All this time the dark has been watching me,
waiting until I could understand it.

Now, it was calling me out.
It was time to collect.
And that’s why I was back.

I was walking to my car
across the lot behind the apartment building when,
“Hey!” Came a slippery voice
from beyond the trees.

“Hey!” I said back.
After a moment’s pause it said, “you used to live here.”

I stopped. “How’d you know that?”
Instinctively, I opened my car door.

“Remember Jinny? She used to knock on your door
after the streetlights came on.
Your parents did not approve.”
A slight rustle through the trees sounded like quiet laughter as I thought, for the first time in ages, of what happened to Jinny. I thought that whatever was out there knew that and was using it, taunting me.

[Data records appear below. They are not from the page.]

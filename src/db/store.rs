use sqlx::{QueryBuilder, Sqlite, SqlitePool};
use tracing::warn;

use crate::db::models::SampleRow;
use crate::error::Result;
use crate::types::{PriceSample, QuantityTier};

/// Filter for a range fetch against the sample table. `quantity == None`
/// pools all tiers; `since == None` spans the full stored history.
#[derive(Debug, Clone, Copy)]
pub struct SampleScope {
    pub server_id: i64,
    pub quantity: Option<QuantityTier>,
    pub since: Option<i64>,
    pub gid: Option<i64>,
}

impl SampleScope {
    pub fn server(server_id: i64) -> Self {
        Self {
            server_id,
            quantity: None,
            since: None,
            gid: None,
        }
    }

    pub fn quantity(mut self, quantity: Option<QuantityTier>) -> Self {
        self.quantity = quantity;
        self
    }

    pub fn since(mut self, since: i64) -> Self {
        self.since = Some(since);
        self
    }

    pub fn gid(mut self, gid: i64) -> Self {
        self.gid = Some(gid);
        self
    }
}

/// Sample pending insertion through the ingest path.
#[derive(Debug, Clone)]
pub struct NewSample {
    pub gid: i64,
    pub quantity: QuantityTier,
    pub price: Option<i64>,
    pub recorded_at: i64,
    pub server_id: i64,
}

/// Append-only price sample store over SQLite. Readers and the single
/// writer share the pool; batches commit atomically.
#[derive(Clone)]
pub struct SampleStore {
    pool: SqlitePool,
}

impl SampleStore {
    pub fn new(pool: SqlitePool) -> Self {
        Self { pool }
    }

    /// Appends one ingest batch in a single transaction.
    pub async fn insert_batch(&self, samples: &[NewSample]) -> Result<()> {
        let mut tx = self.pool.begin().await?;
        for s in samples {
            sqlx::query(
                "INSERT INTO price_samples (gid, quantity, price, recorded_at, server_id) \
                 VALUES (?, ?, ?, ?, ?)",
            )
            .bind(s.gid)
            .bind(s.quantity.as_i64())
            .bind(s.price)
            .bind(s.recorded_at)
            .bind(s.server_id)
            .execute(&mut *tx)
            .await?;
        }
        tx.commit().await?;
        Ok(())
    }

    /// Fetches priced samples matching the scope, ordered by
    /// `recorded_at` (insertion order breaks ties). Unpriced rows never
    /// leave the store through this path.
    pub async fn fetch_priced(&self, scope: &SampleScope) -> Result<Vec<PriceSample>> {
        let mut qb: QueryBuilder<Sqlite> = QueryBuilder::new(
            "SELECT gid, quantity, price, recorded_at, server_id \
             FROM price_samples WHERE price IS NOT NULL AND server_id = ",
        );
        qb.push_bind(scope.server_id);
        if let Some(quantity) = scope.quantity {
            qb.push(" AND quantity = ").push_bind(quantity.as_i64());
        }
        if let Some(since) = scope.since {
            qb.push(" AND recorded_at >= ").push_bind(since);
        }
        if let Some(gid) = scope.gid {
            qb.push(" AND gid = ").push_bind(gid);
        }
        qb.push(" ORDER BY recorded_at ASC, id ASC");

        let rows: Vec<SampleRow> = qb.build_query_as().fetch_all(&self.pool).await?;
        let total = rows.len();
        let samples: Vec<PriceSample> = rows.into_iter().filter_map(SampleRow::into_sample).collect();
        if samples.len() < total {
            warn!(
                dropped = total - samples.len(),
                "dropped sample rows with unknown quantity tier"
            );
        }
        Ok(samples)
    }

    pub async fn sample_count(&self) -> Result<i64> {
        let count: i64 = sqlx::query_scalar("SELECT COUNT(*) FROM price_samples")
            .fetch_one(&self.pool)
            .await?;
        Ok(count)
    }
}

#[cfg(test)]
mod tests {
    use super::*;
    use sqlx::sqlite::SqlitePoolOptions;

    async fn memory_store() -> SampleStore {
        // Single connection: each sqlite :memory: connection is its own DB.
        let pool = SqlitePoolOptions::new()
            .max_connections(1)
            .connect("sqlite::memory:")
            .await
            .unwrap();
        sqlx::migrate!("./migrations").run(&pool).await.unwrap();
        SampleStore::new(pool)
    }

    fn sample(gid: i64, price: Option<i64>, recorded_at: i64, server_id: i64) -> NewSample {
        NewSample {
            gid,
            quantity: QuantityTier::Hundred,
            price,
            recorded_at,
            server_id,
        }
    }

    #[tokio::test]
    async fn fetch_excludes_unpriced_rows() {
        let store = memory_store().await;
        store
            .insert_batch(&[
                sample(1, Some(100), 10, 1),
                sample(1, None, 20, 1),
                sample(1, Some(110), 30, 1),
                sample(1, None, 40, 1),
            ])
            .await
            .unwrap();

        let fetched = store.fetch_priced(&SampleScope::server(1)).await.unwrap();
        assert_eq!(fetched.len(), 2);
        assert!(fetched.iter().all(|s| s.price.is_some()));
        assert_eq!(store.sample_count().await.unwrap(), 4);
    }

    #[tokio::test]
    async fn fetch_orders_by_recorded_at() {
        let store = memory_store().await;
        store
            .insert_batch(&[
                sample(1, Some(300), 30, 1),
                sample(1, Some(100), 10, 1),
                sample(1, Some(200), 20, 1),
                sample(1, Some(400), 40, 1),
            ])
            .await
            .unwrap();

        let fetched = store.fetch_priced(&SampleScope::server(1)).await.unwrap();
        let times: Vec<i64> = fetched.iter().map(|s| s.recorded_at).collect();
        assert_eq!(times, vec![10, 20, 30, 40]);
    }

    #[tokio::test]
    async fn scope_filters_server_window_and_tier() {
        let store = memory_store().await;
        store
            .insert_batch(&[
                sample(1, Some(100), 10, 1),
                sample(1, Some(100), 50, 2),
                NewSample {
                    quantity: QuantityTier::Ten,
                    ..sample(1, Some(100), 60, 1)
                },
                sample(1, Some(100), 70, 1),
            ])
            .await
            .unwrap();

        // Other server excluded.
        let fetched = store.fetch_priced(&SampleScope::server(1)).await.unwrap();
        assert_eq!(fetched.len(), 3);

        // Window boundary is inclusive of `since`.
        let windowed = store
            .fetch_priced(&SampleScope::server(1).since(60))
            .await
            .unwrap();
        assert_eq!(windowed.len(), 2);

        // Tier narrows; None pools.
        let tiered = store
            .fetch_priced(&SampleScope::server(1).quantity(Some(QuantityTier::Ten)))
            .await
            .unwrap();
        assert_eq!(tiered.len(), 1);
        assert_eq!(tiered[0].quantity, QuantityTier::Ten);
    }

    #[tokio::test]
    async fn gid_scope_narrows_to_one_item() {
        let store = memory_store().await;
        store
            .insert_batch(&[
                sample(1, Some(100), 10, 1),
                sample(2, Some(200), 20, 1),
                sample(1, Some(120), 30, 1),
                sample(3, Some(300), 40, 1),
            ])
            .await
            .unwrap();

        let fetched = store
            .fetch_priced(&SampleScope::server(1).gid(1))
            .await
            .unwrap();
        assert_eq!(fetched.len(), 2);
        assert!(fetched.iter().all(|s| s.gid == 1));
    }
}
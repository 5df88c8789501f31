pub mod models;
pub mod store;

pub use store::{NewSample, SampleScope, SampleStore};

“Is that so?” I went to the center console. Found the old zippo lighter my father had given to me long ago. It still worked. Like very few things in life, it always worked.
“This is a special lighter, Son. Use it sparingly.”
“How will I know when, Dad?”
“You’ll know.”

That was one of the last times I ever saw him. That day, in the garage, when the afternoon light after the rain dressed the sky in an otherworldly hue.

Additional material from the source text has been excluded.